El silencio del emperador

Maxi Olariaga

BARBANZA

20 mar 2011 . Actualizado a las 06:00 h.

Los seres humanos, en el fondo del oscuro precipicio en el que vivimos, somos conscientes de que la soledad y el desamparo son nuestros camaradas. Son nuestro prójimo. La soledad y el desamparo son ciertamente el ámbito en el que nos movemos, la fuerza por la que actuamos, el amor que nos impulsa a compartir con otra soledad tanto abandono. Somos un baúl de piel en cuyo interior guardamos la esperanza de heredar algún día feliz el paraíso perdido. Y como un baúl rodamos atolondrados de estación en estación, de andén en andén en esta larga marcha que es la vida. Es un soplo, dicen. Pero si uno se detiene a meditar en ese soplo, corre el riesgo de quedarse sin respiro, tan larga es la exhalación. El «parece que fue ayer» es una mentira piadosa que nos decimos unos a otros para consolarnos. Ese ayer es en realidad tan lejano como un emperador japonés.

En estos días trágicos en los que la naturaleza armada con el látigo de las siete pestes se abatió sobre Japón, mientras contemplaba la crueldad del paisaje inanimado de las fotografías, he pensado en estas cosas. La humanidad doliente siempre necesita dioses y los dioses parecen estar muy ocupados dada la vastedad del universo que gobiernan.

Los japoneses divinizaron a su emperador y lo veneran como un correo directo con los seres superiores. Pasaron los días buscando a sus familias y a sus amores entre los cascajos, removiendo las hojas muertas en las que se había convertido la historia de sus vidas. Amor, amor, hermano, hermana, amigo, padre, madre, clamaban los solitarios habitantes del desastre entre las ruinas. Nadie contestaba a sus voces. Tampoco el emperador. Y pasaron seis días largos y extensos como la ola que arrasó su mundo transportando a su lomo las astillas de un imperio que puede en su inacción paralizar al nuestro.

Al sexto día el emperador habló. Los japoneses le escucharon atónitos, encerrados en sus casas aisladas del aire envenenado, o perdidos en lo que fueron modernas avenidas, floridas alamedas de rododendros y crisantemos. Millones de ellos jamás habían oído su voz, la voz de la divinidad. Desde 1945 hasta el 2011 la voz del emperador solo descendió a los japoneses dos veces. En las dos ocasiones para decir lo mismo. Lo siento, no puedo hacer nada por vosotros que no sea rezar.

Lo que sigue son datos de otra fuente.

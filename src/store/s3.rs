//! Amazon S3 / MinIO [`ObjectStore`].
//!
//! Talks to the S3 REST API directly with AWS Signature V4 authentication
//! built from `hmac` + `sha2`, with no AWS SDK dependency. With a custom
//! `endpoint_url` (MinIO, LocalStack) requests use path-style addressing
//! (`{endpoint}/{bucket}/{key}`); otherwise virtual-hosted style
//! (`https://{bucket}.s3.{region}.amazonaws.com/{key}`).
//!
//! # Configuration
//!
//! ```toml
//! [storage]
//! backend = "s3"
//! bucket = "kb-uploads"
//! region = "us-east-1"
//! prefix = "documents/"
//! # endpoint_url = "http://localhost:9000"   # MinIO
//! ```
//!
//! # Environment Variables
//!
//! - `AWS_ACCESS_KEY_ID`: required
//! - `AWS_SECRET_ACCESS_KEY`: required
//! - `AWS_SESSION_TOKEN`: optional (temporary credentials)

use anyhow::{bail, Context, Result};
use async_trait::async_trait;
use chrono::Utc;
use hmac::{Hmac, Mac};
use reqwest::Method;
use sha2::{Digest, Sha256};

use crate::config::StorageConfig;

use super::ObjectStore;

type HmacSha256 = Hmac<Sha256>;

/// AWS credentials loaded from environment variables.
#[derive(Clone)]
pub struct AwsCredentials {
    access_key_id: String,
    secret_access_key: String,
    session_token: Option<String>,
}

impl AwsCredentials {
    pub fn new(access_key_id: &str, secret_access_key: &str, session_token: Option<String>) -> Self {
        Self {
            access_key_id: access_key_id.to_string(),
            secret_access_key: secret_access_key.to_string(),
            session_token,
        }
    }

    pub fn from_env() -> Result<Self> {
        let access_key_id = std::env::var("AWS_ACCESS_KEY_ID")
            .context("AWS_ACCESS_KEY_ID environment variable not set")?;
        let secret_access_key = std::env::var("AWS_SECRET_ACCESS_KEY")
            .context("AWS_SECRET_ACCESS_KEY environment variable not set")?;
        let session_token = std::env::var("AWS_SESSION_TOKEN").ok();

        Ok(Self {
            access_key_id,
            secret_access_key,
            session_token,
        })
    }
}

pub struct S3ObjectStore {
    client: reqwest::Client,
    bucket: String,
    region: String,
    prefix: String,
    endpoint_url: Option<String>,
    creds: AwsCredentials,
}

impl S3ObjectStore {
    pub fn new(
        bucket: &str,
        region: &str,
        prefix: &str,
        endpoint_url: Option<String>,
        creds: AwsCredentials,
    ) -> Self {
        Self {
            client: reqwest::Client::new(),
            bucket: bucket.to_string(),
            region: region.to_string(),
            prefix: prefix.to_string(),
            endpoint_url,
            creds,
        }
    }

    /// Build from `[storage]` config and credentials in the environment.
    pub fn from_config(config: &StorageConfig) -> Result<Self> {
        let bucket = config
            .bucket
            .as_deref()
            .context("storage.bucket is required for the s3 backend")?;
        Ok(Self::new(
            bucket,
            &config.region,
            &config.prefix,
            config.endpoint_url.clone(),
            AwsCredentials::from_env()?,
        ))
    }

    /// `(scheme, host, canonical_uri)` for an object key.
    fn address(&self, key: &str) -> (String, String, String) {
        let encoded_key = key.split('/').map(uri_encode).collect::<Vec<_>>().join("/");
        match &self.endpoint_url {
            Some(endpoint) => {
                let scheme = if endpoint.starts_with("http://") {
                    "http"
                } else {
                    "https"
                };
                let host = endpoint
                    .trim_start_matches("https://")
                    .trim_start_matches("http://")
                    .trim_end_matches('/')
                    .to_string();
                let uri = format!("/{}/{}", uri_encode(&self.bucket), encoded_key);
                (scheme.to_string(), host, uri)
            }
            None => (
                "https".to_string(),
                format!("{}.s3.{}.amazonaws.com", self.bucket, self.region),
                format!("/{}", encoded_key),
            ),
        }
    }

    async fn send(&self, method: Method, key: &str, body: Vec<u8>) -> Result<reqwest::Response> {
        let (scheme, host, canonical_uri) = self.address(key);
        let url = format!("{}://{}{}", scheme, host, canonical_uri);

        let now = Utc::now();
        let date_stamp = now.format("%Y%m%d").to_string();
        let amz_date = now.format("%Y%m%dT%H%M%SZ").to_string();
        let payload_hash = hex_sha256(&body);

        let mut headers = vec![
            ("host".to_string(), host.clone()),
            ("x-amz-content-sha256".to_string(), payload_hash.clone()),
            ("x-amz-date".to_string(), amz_date.clone()),
        ];
        if let Some(ref token) = self.creds.session_token {
            headers.push(("x-amz-security-token".to_string(), token.clone()));
        }

        let authorization = authorization_header(
            method.as_str(),
            &canonical_uri,
            &mut headers,
            &payload_hash,
            &amz_date,
            &date_stamp,
            &self.region,
            &self.creds,
        );

        let mut req = self
            .client
            .request(method.clone(), &url)
            .header("Authorization", &authorization)
            .header("x-amz-content-sha256", &payload_hash)
            .header("x-amz-date", &amz_date);
        if let Some(ref token) = self.creds.session_token {
            req = req.header("x-amz-security-token", token);
        }
        if !body.is_empty() {
            req = req.body(body);
        }

        req.send()
            .await
            .with_context(|| format!("S3 {} s3://{}/{} failed", method, self.bucket, key))
    }
}

#[async_trait]
impl ObjectStore for S3ObjectStore {
    async fn put(&self, key: &str, bytes: &[u8]) -> Result<String> {
        let full_key = format!("{}{}", self.prefix, key);
        let resp = self.send(Method::PUT, &full_key, bytes.to_vec()).await?;
        if !resp.status().is_success() {
            bail!(
                "S3 PutObject failed (HTTP {}) for key '{}'",
                resp.status(),
                full_key
            );
        }
        Ok(full_key)
    }

    async fn get(&self, location: &str) -> Result<Vec<u8>> {
        let resp = self.send(Method::GET, location, Vec::new()).await?;
        if !resp.status().is_success() {
            bail!(
                "S3 GetObject failed (HTTP {}) for key '{}'",
                resp.status(),
                location
            );
        }
        Ok(resp.bytes().await?.to_vec())
    }

    async fn delete(&self, location: &str) -> Result<()> {
        let resp = self.send(Method::DELETE, location, Vec::new()).await?;
        // S3 answers 204 for deletes, including of missing keys.
        if !resp.status().is_success() {
            bail!(
                "S3 DeleteObject failed (HTTP {}) for key '{}'",
                resp.status(),
                location
            );
        }
        Ok(())
    }
}

// ============ AWS SigV4 Helpers ============

/// Build the SigV4 `Authorization` header value. Sorts `headers` in place.
#[allow(clippy::too_many_arguments)]
fn authorization_header(
    method: &str,
    canonical_uri: &str,
    headers: &mut [(String, String)],
    payload_hash: &str,
    amz_date: &str,
    date_stamp: &str,
    region: &str,
    creds: &AwsCredentials,
) -> String {
    headers.sort_by(|a, b| a.0.cmp(&b.0));

    let signed_headers: String = headers
        .iter()
        .map(|(k, _)| k.as_str())
        .collect::<Vec<_>>()
        .join(";");
    let canonical_headers: String = headers
        .iter()
        .map(|(k, v)| format!("{}:{}\n", k, v.trim()))
        .collect();

    let canonical_request = format!(
        "{}\n{}\n\n{}\n{}\n{}",
        method, canonical_uri, canonical_headers, signed_headers, payload_hash
    );

    let credential_scope = format!("{}/{}/s3/aws4_request", date_stamp, region);
    let string_to_sign = format!(
        "AWS4-HMAC-SHA256\n{}\n{}\n{}",
        amz_date,
        credential_scope,
        hex_sha256(canonical_request.as_bytes())
    );

    let signing_key = derive_signing_key(&creds.secret_access_key, date_stamp, region, "s3");
    let signature = hex::encode(hmac_sha256(&signing_key, string_to_sign.as_bytes()));

    format!(
        "AWS4-HMAC-SHA256 Credential={}/{}, SignedHeaders={}, Signature={}",
        creds.access_key_id, credential_scope, signed_headers, signature
    )
}

fn hex_sha256(data: &[u8]) -> String {
    let mut hasher = Sha256::new();
    hasher.update(data);
    hex::encode(hasher.finalize())
}

fn hmac_sha256(key: &[u8], data: &[u8]) -> Vec<u8> {
    let mut mac = HmacSha256::new_from_slice(key).expect("HMAC can take key of any size");
    mac.update(data);
    mac.finalize().into_bytes().to_vec()
}

/// Derive the AWS SigV4 signing key for a given date, region, and service.
///
/// ```text
/// kDate    = HMAC("AWS4" + secret, dateStamp)
/// kRegion  = HMAC(kDate, region)
/// kService = HMAC(kRegion, service)
/// kSigning = HMAC(kService, "aws4_request")
/// ```
fn derive_signing_key(secret_key: &str, date_stamp: &str, region: &str, service: &str) -> Vec<u8> {
    let k_date = hmac_sha256(
        format!("AWS4{}", secret_key).as_bytes(),
        date_stamp.as_bytes(),
    );
    let k_region = hmac_sha256(&k_date, region.as_bytes());
    let k_service = hmac_sha256(&k_region, service.as_bytes());
    hmac_sha256(&k_service, b"aws4_request")
}

/// URI-encode a path segment per RFC 3986 (unreserved: `A-Z a-z 0-9 - _ . ~`).
fn uri_encode(s: &str) -> String {
    let mut result = String::new();
    for byte in s.bytes() {
        match byte {
            b'A'..=b'Z' | b'a'..=b'z' | b'0'..=b'9' | b'-' | b'_' | b'.' | b'~' => {
                result.push(byte as char);
            }
            _ => result.push_str(&format!("%{:02X}", byte)),
        }
    }
    result
}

En 1945, Hiro Hito se disculpó ante su pueblo por haber perdido la guerra, abrumado por el poder de los aliados y el de las dos bombas atómicas que, a sangre fría, los Estados Unidos hicieron llegar desde el cielo sobre Hiroshima y Nagasaki. Pero, ¿no era en el cielo dónde residía el poder del emperador? Al parecer los bombarderos norteamericanos tenían a los dioses de su parte.

En el 2011, Akihito, emperador hijo de Hiro Hito, también puso en conocimiento de su pueblo que nada podía hacer sino rezar. Y el pueblo japonés siempre tan paciente e imbuido por el sintoísmo, sigue buscando a sus muertos entre la escombrera que se derrumba en sus corazones.

En Europa un alto cargo de la Unión también nos dejó dicho que «todo está en manos de Dios». Ahora culpamos a Dios de las estupideces que cometemos los seres humanos. Es el colmo de la desvergüenza. Las centrales nucleares las hemos hecho y consentido nosotros y cuando la nube tóxica descargue su furia sobre nuestras cabezas, no vendrán los dioses ni sus representantes a alejarla con su soplo divino. Nos entregó el Paraíso y nosotros lo hemos dilapidado. Por eso estamos solos y abandonados en el silencio. El silencio de Dios.